[[ DATA FOR THIS EXERCISE, beginning ]]

use std::{
    collections::HashMap,
    sync::{
        atomic::{AtomicBool, Ordering},
        Arc,
    },
    time::Duration,
};

use futures::{SinkExt, StreamExt};
use serde_json::{json, Value};
use tokio::{net::TcpStream, sync::mpsc};
use tracing::{debug, error, info, info_span, trace, warn, Instrument};

use crate::error::Error;

/// How many times a failed send is retried before the message is dropped.
const SEND_RETRIES: usize = 4;

/// How long to wait between send retries.
const RETRY_DELAY: Duration = Duration::from_millis(20);

/// How long the receive side waits between polls of the channel.
const POLL_PERIOD: Duration = Duration::from_millis(500);

/// How long to wait before re-attempting a connection to the peer.
const RECONNECT_DELAY: Duration = Duration::from_secs(3);

/// A strict request/reply channel to the downstream peer.
///
/// There is no buffering on such a channel: a send while the peer is
/// not ready fails immediately instead of queuing, which is why the
/// relay wraps it in a bounded retry.
pub trait RequestChannel: Send {
    /// One send attempt. Fails immediately when the peer is not ready.
    fn try_send(&mut self, msg: &str) -> Result<(), Error>;

    /// One non-blocking receive attempt for a reply.
    fn try_recv(&mut self) -> Option<String>;
}

/// A handler for one reply type.
pub type ReplyHandler = Box<dyn Fn(&Value) + Send>;

/// The fixed reply-type dispatch table.
/// Registered at construction, read-only afterwards.
#[derive(Default)]
pub struct ReplyHandlers(HashMap<String, ReplyHandler>);

impl ReplyHandlers {
    /// No handlers at all. Useful as a starting point for [`ReplyHandlers::on`].
    pub fn new() -> Self {
        Self::default()
    }

    /// Register a handler for the given reply type.
    pub fn on(mut self, kind: &str, handler: impl Fn(&Value) + Send + 'static) -> Self {
        self.0.insert(kind.to_string(), Box::new(handler));
        self
    }

    /// The replies the downstream peer is expected to send.
    pub fn defaults() -> Self {
        Self::new()
            .on("ack", |_| info!("acknowledged"))
            .on("err", |doc| error!(%doc, "err"))
    }
}

/// Builds the payload for one stream-bound device line.
pub(crate) fn idea_payload(user: &str, stream: &str, sequence: Option<&str>, text: &str) -> Value {
    json!({
        "type": "addobject",
        "objtype": "idea",
        "me": user,
        "stream": stream,
        "text": text,
        "sequence": sequence.unwrap_or(""),
    })
}

/// A fire-and-forget handle to the relay.
///
/// Cheap to clone; all messages funnel through the relay's own task,
/// which serializes delivery and reply handling on the one channel.
#[derive(Debug, Clone)]
pub struct RelayHandle {
    tx: mpsc::UnboundedSender<Value>,
}

impl RelayHandle {
    /// Queue a message for delivery. Delivery is at-least-one-attempt:
    /// a send that keeps failing is eventually dropped.
    pub fn deliver(&self, message: Value) {
        if self.tx.send(message).is_err() {
            warn!("Relay is gone, dropping message");
        }
    }

    /// Queue one stream-bound device line for delivery.
    pub fn deliver_idea(&self, user: &str, stream: &str, sequence: Option<&str>, text: &str) {
        self.deliver(idea_payload(user, stream, sequence, text));
    }
}

/// The relay actor. Owns the request/reply channel and the handler table.
pub struct Relay {
    channel: Box<dyn RequestChannel>,
    handlers: ReplyHandlers,
    rx: mpsc::UnboundedReceiver<Value>,
}

impl Relay {
    /// Spawn the relay with the default reply handlers.
    pub fn spawn(channel: Box<dyn RequestChannel>) -> RelayHandle {
        Self::spawn_with_handlers(channel, ReplyHandlers::defaults())
    }

    /// Spawn the relay with the given reply handlers.
    pub fn spawn_with_handlers(
        channel: Box<dyn RequestChannel>,
        handlers: ReplyHandlers,
    ) -> RelayHandle {
        let (tx, rx) = mpsc::unbounded_channel();

        let relay = Self {
            channel,
            handlers,
            rx,
        };
        tokio::spawn(relay.run().instrument(info_span!("relay")));

        RelayHandle { tx }
    }

    async fn run(mut self) {
        trace!("start receiving");

        loop {
            tokio::select! {
                outgoing = self.rx.recv() => match outgoing {
                    Some(message) => self.deliver(message).await,
                    // Every handle is gone.
                    None => break,
                },
                _ = tokio::time::sleep(POLL_PERIOD) => {
                    while let Some(reply) = self.channel.try_recv() {
                        self.handle_reply(&reply);
                    }
                }
            }
        }

        debug!("Relay stopped");
    }

    async fn deliver(&mut self, message: Value) {
        let msg = message.to_string();
        trace!(%msg, "try sending");

        if self.channel.try_send(&msg).is_ok() {
            return;
        }

        for _ in 0..SEND_RETRIES {
            tokio::time::sleep(RETRY_DELAY).await;
            trace!("retrying send");

            if self.channel.try_send(&msg).is_ok() {
                return;
            }
        }

        warn!("Peer never became ready, dropping message");
    }

    fn handle_reply(&self, raw: &str) {
        trace!("handling reply");

        let doc: Value = match serde_json::from_str(raw) {
            Ok(doc) => doc,
            Err(e) => {
                error!(?e, "Reply is not valid JSON");
                return;
            }
        };

        debug!(%doc, "<-");

        let Some(kind) = doc.get("type").and_then(Value::as_str) else {
            error!("no type");
            return;
        };

        match self.handlers.0.get(kind) {
            Some(handler) => handler(&doc),
            None => error!(%kind, "unknown reply type"),
        }
    }
}

/// A [`RequestChannel`] over a TCP connection with newline-delimited
/// messages. A socket task keeps (re)connecting to the peer; while it
/// is down, sends fail immediately, which is what drives the retry.
pub struct TcpRequestChannel {
    out_tx: mpsc::UnboundedSender<String>,
    in_rx: mpsc::UnboundedReceiver<String>,
    connected: Arc<AtomicBool>,
}

impl TcpRequestChannel {
    /// Start connecting to the peer on localhost at `port`.
    pub fn connect(port: u16) -> Self {
        info!(%port, "Connecting to downstream peer");

        let (out_tx, out_rx) = mpsc::unbounded_channel();
        let (in_tx, in_rx) = mpsc::unbounded_channel();
        let connected = Arc::new(AtomicBool::new(false));

        tokio::spawn(
            socket_task(port, out_rx, in_tx, Arc::clone(&connected))
                .instrument(info_span!("peer", %port)),
        );

        Self {
            out_tx,
            in_rx,
            connected,
        }
    }
}

async fn socket_task(
    port: u16,
    mut out_rx: mpsc::UnboundedReceiver<String>,
    in_tx: mpsc::UnboundedSender<String>,
    connected: Arc<AtomicBool>,
) {
    loop {
        let stream = match TcpStream::connect(("127.0.0.1", port)).await {
            Ok(stream) => stream,
            Err(e) => {
                debug!(?e, "Peer connection failed, retrying");
                tokio::time::sleep(RECONNECT_DELAY).await;
                continue;
            }
        };

        info!("Connected to downstream peer");
        connected.store(true, Ordering::Relaxed);

        let (mut sink, mut lines) = tokio_util::codec::Framed::new(
            stream,
            tokio_util::codec::LinesCodec::new(),
        )
        .split();

        loop {
            tokio::select! {
                outgoing = out_rx.recv() => match outgoing {
                    Some(msg) => {
                        if let Err(e) = sink.send(msg).await {
                            warn!(?e, "Peer send failed");
                            break;
                        }
                    }
                    None => return,
                },
                incoming = lines.next() => match incoming {
                    Some(Ok(line)) => {
                        let _ = in_tx.send(line);
                    }
                    Some(Err(e)) => {
                        warn!(?e, "Peer read failed");
                        break;
                    }
                    None => {
                        info!("Peer hung up");
                        break;
                    }
                },
            }
        }

        connected.store(false, Ordering::Relaxed);
        tokio::time::sleep(RECONNECT_DELAY).await;
    }
}

impl RequestChannel for TcpRequestChannel {
    fn try_send(&mut self, msg: &str) -> Result<(), Error> {
        if !self.connected.load(Ordering::Relaxed) {
            return Err(Error::PeerNotReady);
        }

        self.out_tx
            .send(msg.to_string())
            .map_err(|_| Error::PeerNotReady)
    }

    fn try_recv(&mut self) -> Option<String> {
        self.in_rx.try_recv().ok()
    }
}
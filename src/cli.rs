use std::path::PathBuf;

use clap::{Parser, Subcommand};
use serde_json::json;
use tracing::Level;

use crate::config::Config;

/// The command line interface for serial bridge.
#[derive(Parser)]
#[command(author, version, about)]
pub struct Cli {
    /// Path to a configuration file
    pub config: Option<PathBuf>,

    /// The port clients push commands to, overrides the config file
    #[arg(long)]
    pub inbound_port: Option<u16>,

    /// The port events are published on, overrides the config file
    #[arg(long)]
    pub outbound_port: Option<u16>,

    /// The port of the downstream request/reply peer, overrides the config file
    #[arg(long)]
    pub relay_port: Option<u16>,

    /// Device check cadence in milliseconds, overrides the config file
    #[arg(long)]
    pub cadence: Option<u64>,

    /// Baud rate, overrides the config file
    #[arg(long)]
    pub baud: Option<u32>,

    /// Log verbosity level [trace, debug, info, warn, error]
    #[arg(long, default_value = "info")]
    pub log_level: Level,

    /// Also log to daily-rolling files in this directory
    #[arg(long)]
    pub log_dir: Option<PathBuf>,

    /// Subcommands
    #[command(subcommand)]
    pub command: Option<Commands>,
}

impl Cli {
    /// The effective configuration: file (or defaults), then flag overrides.
    pub fn effective_config(&self) -> Config {
        let mut config = match &self.config {
            Some(path) => Config::new_from_path(path),
            None => Config::default(),
        };

        if let Some(port) = self.inbound_port {
            config.inbound_port = port;
        }
        if let Some(port) = self.outbound_port {
            config.outbound_port = port;
        }
        if let Some(port) = self.relay_port {
            config.relay_port = port;
        }
        if let Some(cadence) = self.cadence {
            config.cadence_ms = cadence;
        }
        if let Some(baud) = self.baud {
            config.baud = baud;
        }

        config
    }
}

/// Commands available in the command line interface.
#[derive(Subcommand)]
pub enum Commands {
    /// Examples for user convenience.
    #[clap(subcommand)]
    Examples(Examples),
}

/// Helpful examples for users.
#[derive(Subcommand, Clone)]
pub enum Examples {
    /// Show an example of a configuration file's contents.
    Config,

    /// Show example JSON commands a client may send.
    Commands,

    /// Show example JSON events the gateway publishes.
    Events,
}

/// Print whatever the given subcommand asks for.
pub fn handle_command(command: Commands) {
    let Commands::Examples(example) = command;

    match example {
        Examples::Config => println!("{}", Config::example().serialize_pretty()),
        Examples::Commands => {
            for doc in [
                json!({ "connected": "my-client" }),
                json!({
                    "stream": "stream-id",
                    "user": "user-id",
                    "device": "/dev/ttyUSB0",
                    "sequence": "sequence-id",
                }),
                json!({ "send": { "data": "LED_ON", "id": "bot-1" } }),
                json!({ "send": { "data": "LED_ON", "device": "/dev/ttyUSB0" } }),
                json!({ "send": { "data": "LED_ON" } }),
            ] {
                println!("{doc}");
            }
        }
        Examples::Events => {
            for doc in [
                json!({ "device": "/dev/ttyUSB0" }),
                json!({ "id": { "device": "/dev/ttyUSB0", "name": "bot-1" } }),
                json!({ "received": { "device": "/dev/ttyUSB0", "data": "hello" } }),
                json!({ "sent": "/dev/ttyUSB0" }),
                json!({ "removed": "/dev/ttyUSB0" }),
                json!({ "error": "couldnt send" }),
            ] {
                println!("{doc}");
            }
        }
    }
}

[[ DATA FOR THIS EXERCISE, end ]]

Taking the entries above, print exactly the lines starting at the line with "if let Some(port) = self.relay_port" and ending at the line with "pub enum Commands", both included.

        if let Some(port) = self.relay_port {
            config.relay_port = port;
        }
        if let Some(cadence) = self.cadence {
            config.cadence_ms = cadence;
        }
        if let Some(baud) = self.baud {
            config.baud = baud;
        }

        config
    }
}

/// Commands available in the command line interface.
#[derive(Subcommand)]
pub enum Commands {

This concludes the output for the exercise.